• _EXERCISE OBJECTIVE_:
Nothing but a number is expected: the count of lines in the data below that include "manual".

++++ MATERIAL SUPPLIED

//! Typed commands and their results.
//!
//! A command executes atomically against one table. The variant set is
//! closed; the open-world check (an arbitrary `type` tag arriving over the
//! wire) lives in [`Command::from_json`], which is how callers get the
//! `unknown command type` error instead of a serde message.

use std::collections::BTreeMap;

use serde::ser::SerializeMap;
use serde::{Deserialize, Serialize, Serializer};
use serde_json::Value;

use crate::error::{Result, StoreError};
use crate::table::{ColumnSet, RawRow};

/// A command against the database.
#[derive(Debug, Clone, Deserialize)]
#[serde(tag = "type", rename_all = "snake_case")]
pub enum Command {
    /// Create a new table.
    CreateTable {
        /// Table name.
        name: String,
        /// Column name to type tag.
        #[serde(default)]
        schema: BTreeMap<String, String>,
    },
    /// Drop an existing table.
    DropTable {
        /// Table name.
        name: String,
    },
    /// Insert rows into a table.
    Insert {
        /// Target table.
        to: String,
        /// Rows to insert.
        #[serde(default)]
        data: Vec<RawRow>,
    },
    /// Select rows from a table.
    Select {
        /// Source table.
        from: String,
        /// Columns to project; empty selects all.
        #[serde(default)]
        fields: Vec<String>,
        /// Equality predicates; empty matches all.
        #[serde(default)]
        conditions: RawRow,
    },
    /// Update matching rows in a table.
    Update {
        /// Target table.
        table: String,
        /// Equality predicates.
        #[serde(default)]
        conditions: RawRow,
        /// Fields to overwrite.
        data: RawRow,
    },
    /// Delete matching rows from a table.
    Delete {
        /// Target table.
        from: String,
        /// Equality predicates.
        #[serde(default)]
        conditions: RawRow,
    },
    /// Remove duplicate rows from a table.
    RemoveDuplicates {
        /// Target table.
        from: String,
    },
}

/// Wire tags of the supported command variants.
const COMMAND_TYPES: [&str; 7] = [
    "create_table",
    "drop_table",
    "insert",
    "select",
    "update",
    "delete",
    "remove_duplicates",
];

impl Command {
    /// Parses a tagged JSON command.
    ///
    /// A missing or unsupported `type` tag fails with
    /// [`StoreError::UnknownCommand`]; a supported tag with a malformed
    /// payload surfaces as an internal error.
    pub fn from_json(value: Value) -> Result<Self> {
        let tag = value
            .get("type")
            .and_then(Value::as_str)
            .unwrap_or_default()
            .to_string();
        if !COMMAND_TYPES.contains(&tag.as_str()) {
            return Err(StoreError::UnknownCommand(tag));
        }
        serde_json::from_value(value).map_err(|e| StoreError::Io(e.into()))
    }
}

/// The successful result of a command.
#[derive(Debug, Clone, PartialEq)]
pub enum CommandOutput {
    /// A human-readable confirmation, serialized as `{"message": ...}`.
    Message(String),
    /// Row copies from a select, serialized as a JSON array.
    Rows(Vec<ColumnSet>),
}

impl CommandOutput {
    /// The confirmation message, if this is a message result.
    #[must_use]
    pub fn message(&self) -> Option<&str> {
        match self {
            Self::Message(m) => Some(m),
            Self::Rows(_) => None,
        }
    }

    /// The selected rows, if this is a rows result.
    #[must_use]
    pub fn rows(&self) -> Option<&[ColumnSet]> {
        match self {
            Self::Rows(rows) => Some(rows),
            Self::Message(_) => None,
        }
    }
}

impl Serialize for CommandOutput {
    fn serialize<S: Serializer>(&self, serializer: S) -> std::result::Result<S::Ok, S::Error> {
        match self {
            Self::Message(message) => {
                let mut map = serializer.serialize_map(Some(1))?;
                map.serialize_entry("message", message)?;
                map.end()
            }
            Self::Rows(rows) => rows.serialize(serializer),
        }
    }
}

#[cfg(test)]
mod tests {
    use super::*;
    use crate::types::DataValue;
    use serde_json::json;

    #[test]
    fn parses_tagged_commands() {
        let cmd = Command::from_json(json!({
            "type": "create_table",
            "name": "frog",
            "schema": {"leg_length": "real"},
        }))
        .unwrap();
        assert!(matches!(cmd, Command::CreateTable { name, .. } if name == "frog"));

        let cmd = Command::from_json(json!({"type": "select", "from": "frog"})).unwrap();
        match cmd {
            Command::Select {
                from,
                fields,
                conditions,
            } => {
                assert_eq!(from, "frog");
                assert!(fields.is_empty());
                assert!(conditions.is_empty());
            }
            other => panic!("unexpected command: {other:?}"),
        }
    }

    #[test]
    fn unknown_tag_is_rejected() {
        let err = Command::from_json(json!({"type": "truncate", "from": "frog"})).unwrap_err();
        assert_eq!(err.to_string(), "unknown command type: truncate");

        let err = Command::from_json(json!({"from": "frog"})).unwrap_err();
        assert!(matches!(err, StoreError::UnknownCommand(tag) if tag.is_empty()));
    }

    #[test]
    fn output_serialization() {
        let message = CommandOutput::Message("done".into());
        assert_eq!(
            serde_json::to_value(&message).unwrap(),
            json!({"message": "done"})
        );

        let rows = CommandOutput::Rows(vec![[("id".to_string(), DataValue::Integer(1))]
            .into_iter()
            .collect()]);
        assert_eq!(serde_json::to_value(&rows).unwrap(), json!([{"id": 1}]));
    }
}
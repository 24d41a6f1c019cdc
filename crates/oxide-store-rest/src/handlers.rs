//! Request handlers: JSON bodies in, commands through the store, JSON out.

use std::collections::BTreeMap;
use std::sync::Arc;

use serde::de::DeserializeOwned;
use serde::Deserialize;
use serde_json::Value;

use oxide_store_core::{Command, Database, RawRow};

use crate::request::Request;
use crate::response::Response;
use crate::router::Router;

#[derive(Debug, Deserialize)]
struct CreateTableBody {
    name: String,
    #[serde(default)]
    schema: BTreeMap<String, String>,
}

#[derive(Debug, Deserialize)]
struct InsertBody {
    #[serde(default)]
    data: Vec<RawRow>,
}

#[derive(Debug, Default, Deserialize)]
struct SelectBody {
    #[serde(default)]
    fields: Vec<String>,
    #[serde(default)]
    conditions: RawRow,
}

#[derive(Debug, Deserialize)]
struct UpdateBody {
    #[serde(default)]
    conditions: RawRow,
    data: RawRow,
}

#[derive(Debug, Default, Deserialize)]
struct DeleteBody {
    #[serde(default)]
    conditions: RawRow,
}

/// Builds the API router over a shared database.
#[must_use]
pub fn api_router(db: Arc<Database>) -> Router {
    Router::new()
        .post("/tables", with_db(&db, create_table))
        .delete("/tables/{name}", with_db(&db, drop_table))
        .post("/tables/{name}/rows", with_db(&db, insert_rows))
        .post("/tables/{name}/select", with_db(&db, select_rows))
        .patch("/tables/{name}/rows", with_db(&db, update_rows))
        .delete("/tables/{name}/rows", with_db(&db, delete_rows))
        .post("/tables/{name}/deduplicate", with_db(&db, remove_duplicates))
        .get("/schema", with_db(&db, introspect))
        .post("/execute", with_db(&db, execute_command))
}

/// Adapts a sync `(db, request) -> Response` function into a route handler.
fn with_db<F>(
    db: &Arc<Database>,
    handler: F,
) -> impl Fn(Request) -> futures::future::Ready<Response> + Send + Sync + 'static
where
    F: Fn(&Database, &Request) -> Response + Send + Sync + 'static,
{
    let db = Arc::clone(db);
    move |request| futures::future::ready(handler(&db, &request))
}

fn run(db: &Database, command: Command) -> Response {
    match db.execute(command) {
        Ok(output) => Response::json(&output),
        Err(error) => Response::store_error(&error),
    }
}

fn parse_body<T: DeserializeOwned>(request: &Request) -> Result<T, Response> {
    request
        .parse_json()
        .map_err(|error| Response::bad_request(error.to_string()))
}

fn table_name(request: &Request) -> String {
    request.params.get("name").unwrap_or_default().to_string()
}

fn create_table(db: &Database, request: &Request) -> Response {
    let body: CreateTableBody = match parse_body(request) {
        Ok(body) => body,
        Err(response) => return response,
    };
    run(
        db,
        Command::CreateTable {
            name: body.name,
            schema: body.schema,
        },
    )
}

fn drop_table(db: &Database, request: &Request) -> Response {
    run(
        db,
        Command::DropTable {
            name: table_name(request),
        },
    )
}

fn insert_rows(db: &Database, request: &Request) -> Response {
    let body: InsertBody = match parse_body(request) {
        Ok(body) => body,
        Err(response) => return response,
    };
    run(
        db,
        Command::Insert {
            to: table_name(request),
            data: body.data,
        },
    )
}

fn select_rows(db: &Database, request: &Request) -> Response {
    let body: Option<SelectBody> = match parse_body(request) {
        Ok(body) => body,
        Err(response) => return response,
    };
    let body = body.unwrap_or_default();
    run(
        db,
        Command::Select {
            from: table_name(request),
            fields: body.fields,
            conditions: body.conditions,
        },
    )
}

fn update_rows(db: &Database, request: &Request) -> Response {
    let body: UpdateBody = match parse_body(request) {
        Ok(body) => body,
        Err(response) => return response,
    };
    run(
        db,
        Command::Update {
            table: table_name(request),
            conditions: body.conditions,
            data: body.data,
        },
    )
}

fn delete_rows(db: &Database, request: &Request) -> Response {
    let body: Option<DeleteBody> = match parse_body(request) {
        Ok(body) => body,
        Err(response) => return response,
    };
    run(
        db,
        Command::Delete {
            from: table_name(request),
            conditions: body.unwrap_or_default().conditions,
        },
    )
}

fn remove_duplicates(db: &Database, request: &Request) -> Response {
    run(
        db,
        Command::RemoveDuplicates {
            from: table_name(request),
        },
    )
}

fn introspect(db: &Database, _request: &Request) -> Response {
    Response::json(&db.introspect_schema())
}

/// Runs a raw tagged command, the generic escape hatch next to the typed
/// routes. An unsupported `type` tag is a domain error (409); a malformed
/// payload for a supported tag is a marshalling failure (500).
fn execute_command(db: &Database, request: &Request) -> Response {
    let value: Value = match parse_body(request) {
        Ok(value) => value,
        Err(response) => return response,
    };
    match Command::from_json(value) {
        Ok(command) => run(db, command),
        Err(error) => Response::store_error(&error),
    }
}
//! Method-and-path routing over a fixed route table.
//!
//! Patterns are matched segment by segment; a `{name}` segment captures one
//! path component. The API surface is a small fixed table, so there is no
//! middleware chain and no wildcard support.

use std::future::Future;
use std::sync::Arc;

use futures::future::BoxFuture;

use crate::error::RouterError;
use crate::request::{Method, PathParams, Request};
use crate::response::Response;

/// A boxed async handler function.
pub type Handler = Arc<dyn Fn(Request) -> BoxFuture<'static, Response> + Send + Sync>;

/// A segment in a path pattern.
#[derive(Debug, Clone)]
enum Segment {
    Literal(String),
    Param(String),
}

/// A parsed path pattern, e.g. `/tables/{name}/rows`.
#[derive(Debug, Clone)]
pub struct PathPattern {
    segments: Vec<Segment>,
}

impl PathPattern {
    /// Parses a pattern string.
    #[must_use]
    pub fn new(pattern: &str) -> Self {
        let segments = pattern
            .split('/')
            .filter(|part| !part.is_empty())
            .map(|part| {
                part.strip_prefix('{')
                    .and_then(|rest| rest.strip_suffix('}'))
                    .map_or_else(
                        || Segment::Literal(part.to_string()),
                        |name| Segment::Param(name.to_string()),
                    )
            })
            .collect();
        Self { segments }
    }

    /// Attempts to match a path, returning captured parameters.
    #[must_use]
    pub fn match_path(&self, path: &str) -> Option<PathParams> {
        let parts: Vec<&str> = path.split('/').filter(|part| !part.is_empty()).collect();
        if parts.len() != self.segments.len() {
            return None;
        }
        let mut params = PathParams::new();
        for (segment, part) in self.segments.iter().zip(parts) {
            match segment {
                Segment::Literal(literal) => {
                    if literal != part {
                        return None;
                    }
                }
                Segment::Param(name) => params.insert(name.clone(), part),
            }
        }
        Some(params)
    }
}

/// A single route definition.
pub struct Route {
    method: Method,
    pattern: PathPattern,
    handler: Handler,
}

/// Dispatches requests to handlers by method and path.
#[derive(Default)]
pub struct Router {
    routes: Vec<Route>,
}

impl Router {
    /// Creates an empty router.
    #[must_use]
    pub fn new() -> Self {
        Self::default()
    }

    /// Adds a route.
    #[must_use]
    pub fn route<F, Fut>(mut self, method: Method, pattern: &str, handler: F) -> Self
    where
        F: Fn(Request) -> Fut + Send + Sync + 'static,
        Fut: Future<Output = Response> + Send + 'static,
    {
        self.routes.push(Route {
            method,
            pattern: PathPattern::new(pattern),
            handler: Arc::new(move |req| Box::pin(handler(req))),
        });
        self
    }

    /// Adds a GET route.
    #[must_use]
    pub fn get<F, Fut>(self, pattern: &str, handler: F) -> Self
    where
        F: Fn(Request) -> Fut + Send + Sync + 'static,
        Fut: Future<Output = Response> + Send + 'static,
    {
        self.route(Method::Get, pattern, handler)
    }

    /// Adds a POST route.
    #[must_use]
    pub fn post<F, Fut>(self, pattern: &str, handler: F) -> Self
    where
        F: Fn(Request) -> Fut + Send + Sync + 'static,
        Fut: Future<Output = Response> + Send + 'static,
    {
        self.route(Method::Post, pattern, handler)
    }

    /// Adds a PATCH route.
    #[must_use]
    pub fn patch<F, Fut>(self, pattern: &str, handler: F) -> Self
    where
        F: Fn(Request) -> Fut + Send + Sync + 'static,
        Fut: Future<Output = Response> + Send + 'static,
    {
        self.route(Method::Patch, pattern, handler)
    }

    /// Adds a DELETE route.
    #[must_use]
    pub fn delete<F, Fut>(self, pattern: &str, handler: F) -> Self
    where
        F: Fn(Request) -> Fut + Send + Sync + 'static,
        Fut: Future<Output = Response> + Send + 'static,
    {
        self.route(Method::Delete, pattern, handler)
    }

    /// Handles a request, mapping routing failures to 404/405.
    pub async fn handle(&self, mut request: Request) -> Response {
        match self.find_route(&request) {
            Ok((route, params)) => {
                request.params = params;
                (route.handler)(request).await
            }
            Err(RouterError::MethodNotAllowed { .. }) => Response::method_not_allowed(),
            Err(RouterError::NotFound { .. }) => Response::not_found(),
        }
    }

    /// Finds the route matching a request.
    fn find_route(&self, request: &Request) -> Result<(&Route, PathParams), RouterError> {
        let mut path_matched = false;
        for route in &self.routes {
            if let Some(params) = route.pattern.match_path(&request.path) {
                if route.method == request.method {
                    return Ok((route, params));
                }
                path_matched = true;
            }
        }
        if path_matched {
            Err(RouterError::MethodNotAllowed {
                method: request.method,
                path: request.path.clone(),
            })
        } else {
            Err(RouterError::NotFound {
                path: request.path.clone(),
            })
        }
    }
}

#[cfg(test)]
mod tests {
    use super::*;

    #[test]
    fn pattern_matching() {
        let pattern = PathPattern::new("/tables/{name}/rows");
        let params = pattern.match_path("/tables/frog/rows").unwrap();
        assert_eq!(params.get("name"), Some("frog"));

        assert!(pattern.match_path("/tables/frog").is_none());
        assert!(pattern.match_path("/tables/frog/rows/extra").is_none());
        assert!(pattern.match_path("/ponds/frog/rows").is_none());
    }

    #[tokio::test]
    async fn dispatches_by_method_and_path() {
        let router = Router::new()
            .get("/schema", |_| async { Response::message(200, "schema") })
            .post("/tables", |_| async { Response::message(200, "created") });

        let response = router.handle(Request::get("/schema")).await;
        assert_eq!(response.status, 200);

        let response = router.handle(Request::get("/missing")).await;
        assert_eq!(response.status, 404);

        let response = router.handle(Request::delete("/tables")).await;
        assert_eq!(response.status, 405);
    }
}
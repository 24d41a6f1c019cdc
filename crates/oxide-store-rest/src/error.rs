//! Routing errors.

use crate::request::Method;

/// Errors that can occur while routing a request.
#[derive(Debug, thiserror::Error)]
pub enum RouterError {
    /// No route matches the path.
    #[error("no route for {path}")]
    NotFound {
        /// The requested path.
        path: String,
    },

    /// A route matches the path but not the method.
    #[error("{method} not allowed for {path}")]
    MethodNotAllowed {
        /// The requested method.
        method: Method,
        /// The requested path.
        path: String,
    },
}
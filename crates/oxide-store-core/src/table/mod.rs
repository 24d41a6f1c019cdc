//! The table engine: row storage with schema enforcement on every write.
//!
//! Every mutating operation validates and coerces its whole input before
//! touching the row vector, so any failure leaves the table exactly as it
//! was. Rows keep insertion order, and that order is observable through
//! select, delete and deduplication.

use std::collections::{BTreeMap, HashSet};

use parking_lot::RwLock;
use serde_json::Value;

use crate::error::{Result, StoreError};
use crate::schema::Schema;
use crate::snapshot::TableDump;
use crate::types::DataValue;

/// A single stored row: column name to typed value.
pub type ColumnSet = BTreeMap<String, DataValue>;

/// An untyped input row or predicate map, as it arrives from JSON.
pub type RawRow = BTreeMap<String, Value>;

/// A table: an immutable schema and rows in insertion order.
///
/// The row vector sits behind a `RwLock`; writers take it exclusively,
/// readers share it. The schema never changes after construction, so it
/// lives outside the lock.
#[derive(Debug)]
pub struct Table {
    schema: Schema,
    rows: RwLock<Vec<ColumnSet>>,
}

impl Table {
    /// Creates an empty table with the given schema.
    #[must_use]
    pub const fn new(schema: Schema) -> Self {
        Self {
            schema,
            rows: RwLock::new(Vec::new()),
        }
    }

    /// The table's schema.
    #[must_use]
    pub const fn schema(&self) -> &Schema {
        &self.schema
    }

    /// Number of stored rows.
    #[must_use]
    pub fn row_count(&self) -> usize {
        self.rows.read().len()
    }

    /// Validates and appends rows, all-or-nothing.
    ///
    /// Every row must carry exactly the schema's columns; each value is
    /// coerced to its column type. On any failure nothing is appended.
    /// Returns the number of inserted rows.
    pub fn insert(&self, rows: &[RawRow]) -> Result<usize> {
        let mut staged = Vec::with_capacity(rows.len());
        for row in rows {
            staged.push(self.validate_row(row)?);
        }
        let count = staged.len();
        self.rows.write().extend(staged);
        Ok(count)
    }

    /// Returns deep copies of matching rows in insertion order.
    ///
    /// `conditions` are equality predicates, coerced to the schema types
    /// before the scan; an empty map matches every row. A non-empty `fields`
    /// list restricts each returned copy to those columns (absent names are
    /// skipped, not errors).
    pub fn select(&self, fields: &[String], conditions: &RawRow) -> Result<Vec<ColumnSet>> {
        let conditions = self.coerce_columns(conditions)?;
        let rows = self.rows.read();
        Ok(rows
            .iter()
            .filter(|row| matches(row, &conditions))
            .map(|row| {
                if fields.is_empty() {
                    row.clone()
                } else {
                    fields
                        .iter()
                        .filter_map(|name| {
                            row.get(name).map(|value| (name.clone(), value.clone()))
                        })
                        .collect()
                }
            })
            .collect())
    }

    /// Overwrites the named fields of every matching row.
    ///
    /// Partial updates are allowed; untouched fields are preserved. Returns
    /// the number of matched rows.
    pub fn update(&self, conditions: &RawRow, data: &RawRow) -> Result<usize> {
        let conditions = self.coerce_columns(conditions)?;
        let data = self.coerce_columns(data)?;
        let mut rows = self.rows.write();
        let mut affected = 0;
        for row in rows.iter_mut().filter(|row| matches(row, &conditions)) {
            for (name, value) in &data {
                row.insert(name.clone(), value.clone());
            }
            affected += 1;
        }
        Ok(affected)
    }

    /// Removes matching rows, preserving survivor order. Returns the count.
    pub fn delete(&self, conditions: &RawRow) -> Result<usize> {
        let conditions = self.coerce_columns(conditions)?;
        let mut rows = self.rows.write();
        let before = rows.len();
        rows.retain(|row| !matches(row, &conditions));
        Ok(before - rows.len())
    }

    /// Removes rows whose canonical stringification repeats an earlier row.
    ///
    /// The first occurrence is kept. Fingerprints are the full per-column
    /// strings (hashed by the set, confirmed by string equality), so rows
    /// with distinct content never collide away. Returns the removed count.
    pub fn remove_duplicates(&self) -> usize {
        let mut seen = HashSet::new();
        let mut rows = self.rows.write();
        let before = rows.len();
        rows.retain(|row| seen.insert(fingerprint(row)));
        before - rows.len()
    }

    /// Snapshot form of this table under the given name.
    #[must_use]
    pub fn dump(&self, name: &str) -> TableDump {
        let rows = self.rows.read();
        TableDump {
            name: name.to_string(),
            schema: self.schema.to_tags(),
            data: rows
                .iter()
                .map(|row| {
                    row.iter()
                        .map(|(name, value)| (name.clone(), value.to_json()))
                        .collect()
                })
                .collect(),
        }
    }

    /// Re-inserts dumped rows through the full insert validation path.
    pub fn load_dump(&self, rows: &[RawRow]) -> Result<usize> {
        self.insert(rows)
    }

    /// Coerces a full input row against the schema.
    fn validate_row(&self, row: &RawRow) -> Result<ColumnSet> {
        let missing: Vec<String> = self
            .schema
            .names()
            .filter(|name| !row.contains_key(*name))
            .map(str::to_string)
            .collect();
        if !missing.is_empty() {
            return Err(StoreError::ColumnsRequired(missing));
        }
        let extra: Vec<String> = row
            .keys()
            .filter(|name| !self.schema.contains(name))
            .cloned()
            .collect();
        if !extra.is_empty() {
            return Err(StoreError::ColumnsNotFound(extra));
        }
        let mut typed = ColumnSet::new();
        for (name, ty) in self.schema.iter() {
            if let Some(raw) = row.get(name) {
                typed.insert(name.to_string(), DataValue::coerce(name, ty, raw)?);
            }
        }
        Ok(typed)
    }

    /// Coerces a partial column map (predicate or update data).
    fn coerce_columns(&self, values: &RawRow) -> Result<ColumnSet> {
        let unknown: Vec<String> = values
            .keys()
            .filter(|name| !self.schema.contains(name))
            .cloned()
            .collect();
        if !unknown.is_empty() {
            return Err(StoreError::ColumnsNotFound(unknown));
        }
        let mut typed = ColumnSet::new();
        for (name, raw) in values {
            if let Some(ty) = self.schema.get(name) {
                typed.insert(name.clone(), DataValue::coerce(name, ty, raw)?);
            }
        }
        Ok(typed)
    }
}

/// Whether every conditional value equals the row's stored value.
fn matches(row: &ColumnSet, conditions: &ColumnSet) -> bool {
    conditions
        .iter()
        .all(|(name, value)| row.get(name) == Some(value))
}

/// Canonical row fingerprint: per-column strings in sorted column order.
/// The unit separator keeps adjacent values from running together.
fn fingerprint(row: &ColumnSet) -> String {
    let mut key = String::new();
    for value in row.values() {
        key.push_str(&value.to_string());
        key.push('\u{1f}');
    }
    key
}
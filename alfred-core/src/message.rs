//! Conversation message types.

use serde::{Deserialize, Serialize};

/// The author of a [`Message`].
#[derive(Debug, Clone, Copy, PartialEq, Eq, Serialize, Deserialize)]
#[serde(rename_all = "lowercase")]
pub enum Role {
    /// Instructions injected by the application, never shown to the user.
    System,
    /// A turn written by the user.
    User,
    /// A turn produced by the model.
    Assistant,
}

/// A single turn in a conversation.
///
/// Assistant turns that record a failed generation carry `error: true` so
/// callers can render them distinctly; failures stay visible in history
/// rather than being dropped.
#[derive(Debug, Clone, PartialEq, Serialize, Deserialize)]
pub struct Message {
    /// Who authored this turn.
    pub role: Role,
    /// The text content of the turn.
    pub content: String,
    /// Whether this turn records a failed exchange.
    #[serde(default, skip_serializing_if = "is_false")]
    pub error: bool,
}

fn is_false(flag: &bool) -> bool {
    !*flag
}

impl Message {
    /// Create a system message.
    pub fn system(content: impl Into<String>) -> Self {
        Self { role: Role::System, content: content.into(), error: false }
    }

    /// Create a user message.
    pub fn user(content: impl Into<String>) -> Self {
        Self { role: Role::User, content: content.into(), error: false }
    }

    /// Create an assistant message.
    pub fn assistant(content: impl Into<String>) -> Self {
        Self { role: Role::Assistant, content: content.into(), error: false }
    }

    /// Create an assistant message recording a failed exchange.
    pub fn assistant_error(content: impl Into<String>) -> Self {
        Self { role: Role::Assistant, content: content.into(), error: true }
    }
}

#[cfg(test)]
mod tests {
    use super::*;

    #[test]
    fn error_flag_skipped_when_false() {
        let json = serde_json::to_string(&Message::user("hi")).unwrap();
        assert_eq!(json, r#"{"role":"user","content":"hi"}"#);
    }

    #[test]
    fn error_flag_serialized_when_set() {
        let json = serde_json::to_string(&Message::assistant_error("sorry")).unwrap();
        assert_eq!(json, r#"{"role":"assistant","content":"sorry","error":true}"#);
    }

    #[test]
    fn error_flag_defaults_to_false_on_deserialize() {
        let message: Message =
            serde_json::from_str(r#"{"role":"assistant","content":"ok"}"#).unwrap();
        assert!(!message.error);
    }
}
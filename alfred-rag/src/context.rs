//! Context assembly: turning ranked chunks into a bounded prompt context.

use std::fmt::Write as _;

use crate::document::{DocChunk, ScoredChunk};

/// The assembled prompt context and its deduplicated source listing.
#[derive(Debug, Clone, PartialEq)]
pub struct AssembledContext {
    /// Concatenated chunk texts under positional labels.
    pub text: String,
    /// Human-readable provenance strings, first-seen order, no duplicates.
    pub sources: Vec<String>,
}

/// Build a bounded context window from the best-ranked chunks.
///
/// Takes at most `limit` entries in rank order. Each contributes a
/// positionally labelled section to the context text and a formatted source
/// string to the source list; a source string already present is not added
/// again (two chunks from the same page of the same file share one entry).
pub fn assemble_context(ranked: &[ScoredChunk], limit: usize) -> AssembledContext {
    let mut text = String::new();
    let mut sources: Vec<String> = Vec::new();

    for (i, entry) in ranked.iter().take(limit).enumerate() {
        let _ = write!(text, "Document {}:\n{}\n\n", i + 1, entry.chunk.text);

        let label = source_label(&entry.chunk);
        if !sources.contains(&label) {
            sources.push(label);
        }
    }

    AssembledContext { text, sources }
}

/// Human-readable provenance for a chunk: `source [(Page p)] [- type]`.
///
/// An absent or empty `source` renders as `Unknown`; absent `page` and
/// `type` are simply omitted.
pub fn source_label(chunk: &DocChunk) -> String {
    let mut label = chunk.meta_str("source").unwrap_or_else(|| "Unknown".to_string());
    if let Some(page) = chunk.meta_str("page") {
        let _ = write!(label, " (Page {page})");
    }
    if let Some(kind) = chunk.meta_str("type") {
        let _ = write!(label, " - {kind}");
    }
    label
}

#[cfg(test)]
mod tests {
    use super::*;
    use crate::document::Metadata;
    use serde_json::json;

    fn scored(text: &str, source: &str, page: Option<u32>, kind: Option<&str>) -> ScoredChunk {
        let mut metadata = Metadata::new();
        metadata.insert("source".to_string(), json!(source));
        if let Some(page) = page {
            metadata.insert("page".to_string(), json!(page));
        }
        if let Some(kind) = kind {
            metadata.insert("type".to_string(), json!(kind));
        }
        ScoredChunk { chunk: DocChunk::new(text, metadata), score: 0.8 }
    }

    #[test]
    fn takes_exactly_the_top_entries() {
        let ranked: Vec<ScoredChunk> =
            (0..7).map(|i| scored(&format!("chunk {i}"), "doc.pdf", Some(i), None)).collect();
        let assembled = assemble_context(&ranked, 5);

        assert!(assembled.text.contains("Document 1:\nchunk 0\n\n"));
        assert!(assembled.text.contains("Document 5:\nchunk 4\n\n"));
        assert!(!assembled.text.contains("chunk 5"));
        assert!(assembled.sources.len() <= 5);
    }

    #[test]
    fn source_list_deduplicates_formatted_strings() {
        let ranked = vec![
            scored("a", "manual.pdf", Some(3), Some("pdf")),
            scored("b", "manual.pdf", Some(3), Some("pdf")),
            scored("c", "notes.txt", None, None),
        ];
        let assembled = assemble_context(&ranked, 5);
        assert_eq!(
            assembled.sources,
            vec!["manual.pdf (Page 3) - pdf".to_string(), "notes.txt".to_string()]
        );
    }

    #[test]
    fn missing_source_formats_as_unknown() {
        let entry = ScoredChunk { chunk: DocChunk::new("text", Metadata::new()), score: 0.0 };
        assert_eq!(source_label(&entry.chunk), "Unknown");
    }
}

++++++++

• _YOUR SOLUTION_:
3